But none have been as vital as the Dirtbags, saying, “I realized they are here to help me and we bonded. The coaching camps have helped too. Always helping with fundamentals and my swing – even how to throw better.”

Because the style of play he takes on the diamond, Andrews started to get some attention.  Again, the theme of opportunity leading to opportunity factored again as his Dirtbags team played on the campus of NCWC during an Impact Baseball event.

This led to contact with the school’s baseball coaches, and as one thing leads to another, he attended a camp to get to know the Battling Bishops even better.  Hamilton ability to make connections with the staff, the culture of the school and the direction of the program all seemed to lead him to make the commitment to continue his playing and academic pursuits at the Division III institution.

But the pieces are still being put in place and the work isn’t done to make himself an even better player.  The off-season brings more opportunity where he plans to get stronger and, yes, even faster.
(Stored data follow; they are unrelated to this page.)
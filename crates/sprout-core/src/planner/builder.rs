//! Builder for creating and configuring Planner instances.

use std::path::{Path, PathBuf};

use super::Planner;
use crate::catalog::PlantCatalog;
use crate::error::Result;

/// Builder for creating and configuring Planner instances.
#[derive(Debug, Clone, Default)]
pub struct PlannerBuilder {
    catalog_path: Option<PathBuf>,
}

impl PlannerBuilder {
    /// Creates a new builder with default settings.
    pub fn new() -> Self {
        Self { catalog_path: None }
    }

    /// Sets a JSON file to load the plant catalog from.
    ///
    /// If not specified, the built-in catalog is used.
    pub fn with_catalog_file<P: AsRef<Path>>(mut self, path: Option<P>) -> Self {
        if let Some(path) = path {
            self.catalog_path = Some(path.as_ref().to_path_buf());
        }
        self
    }

    /// Builds the configured planner instance.
    ///
    /// # Errors
    ///
    /// Returns [`crate::PlanError::FileSystem`] if the catalog file cannot
    /// be read, or [`crate::PlanError::Serialization`] if it is not a
    /// valid profile list.
    pub fn build(self) -> Result<Planner> {
        let catalog = match self.catalog_path {
            Some(path) => PlantCatalog::from_file(path)?,
            None => PlantCatalog::builtin(),
        };
        Ok(Planner::new(catalog))
    }
}
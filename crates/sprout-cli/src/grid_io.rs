//! Plot layout loading.
//!
//! Layouts are CSV files of cell values, one row per line: a plot id
//! (1-254), `0` for unassigned ground, or `x` for cells outside the
//! garden. Without a layout file a small built-in grid of six plots in
//! two rows is used.

use std::fs;
use std::path::Path;

use anyhow::{bail, Context, Result};
use sprout_core::FarmGrid;

/// The built-in fallback layout: six plots in two rows of three.
pub fn default_grid() -> Result<FarmGrid> {
    FarmGrid::from_rows(vec![vec![1, 2, 3], vec![4, 5, 6]]).context("built-in layout")
}

/// Loads the layout from `path`, or the built-in one if none is given.
pub fn load_grid(path: Option<&Path>) -> Result<FarmGrid> {
    match path {
        Some(path) => {
            let text = fs::read_to_string(path)
                .with_context(|| format!("Failed to read grid file {}", path.display()))?;
            parse_csv(&text).with_context(|| format!("Invalid grid file {}", path.display()))
        }
        None => default_grid(),
    }
}

/// Parses CSV text into a grid. Blank lines are skipped.
pub fn parse_csv(text: &str) -> Result<FarmGrid> {
    let mut rows = Vec::new();
    for (line_no, line) in text.lines().enumerate() {
        if line.trim().is_empty() {
            continue;
        }
        let mut row = Vec::new();
        for cell in line.split(',') {
            let cell = cell.trim();
            let value = if cell.eq_ignore_ascii_case("x") {
                FarmGrid::INVALID
            } else {
                cell.parse::<u8>()
                    .with_context(|| format!("line {}: bad cell '{cell}'", line_no + 1))?
            };
            row.push(value);
        }
        rows.push(row);
    }
    if rows.is_empty() {
        bail!("grid file contains no rows");
    }
    Ok(FarmGrid::from_rows(rows)?)
}

#[cfg(test)]
mod tests {
    use super::*;

    #[test]
    fn parses_plot_ids_and_invalid_cells() {
        let grid = parse_csv("1,1,x\n2,0,3\n").unwrap();
        assert_eq!(grid.width(), 3);
        assert_eq!(grid.height(), 2);
        assert_eq!(grid.get_cell(0, 2).unwrap(), FarmGrid::INVALID);
        assert_eq!(grid.get_cell(1, 1).unwrap(), FarmGrid::UNASSIGNED);
        assert_eq!(grid.plot_ids(), vec![1, 2, 3]);
    }

    #[test]
    fn skips_blank_lines() {
        let grid = parse_csv("1,2\n\n3,4\n").unwrap();
        assert_eq!(grid.height(), 2);
    }

    #[test]
    fn rejects_garbage_cells() {
        assert!(parse_csv("1,banana\n").is_err());
    }

    #[test]
    fn rejects_ragged_rows() {
        assert!(parse_csv("1,2\n3\n").is_err());
    }

    #[test]
    fn rejects_empty_input() {
        assert!(parse_csv("\n\n").is_err());
    }

    #[test]
    fn default_grid_has_six_plots() {
        let grid = default_grid().unwrap();
        assert_eq!(grid.plot_ids(), vec![1, 2, 3, 4, 5, 6]);
    }
}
He will continue to work on his game and plans to keep taking those 300 cuts a day on a tee as directed by Axel Smith.

Assuredly, more opportunities are in the works for Hamilton Andrews and he’s learned that they come as a result of taking advantage of the opportunities right in fron of you.  And with his attitude he won’t miss them because he’s seen the results in his own game.

 

Pete Maldonado

Pete Maldonado

  Seeing events unfold before they take place is something Pete Maldonado takes pride in being able to do. No, Pete isn’t a psychic, nor does he work at a carnival, but as a 2021 uncommitted catcher out of Heritage High School in Wake Forest, NC, he finds plenty of benefit in being able to see the game and help his team make the proper moves from behind the plate.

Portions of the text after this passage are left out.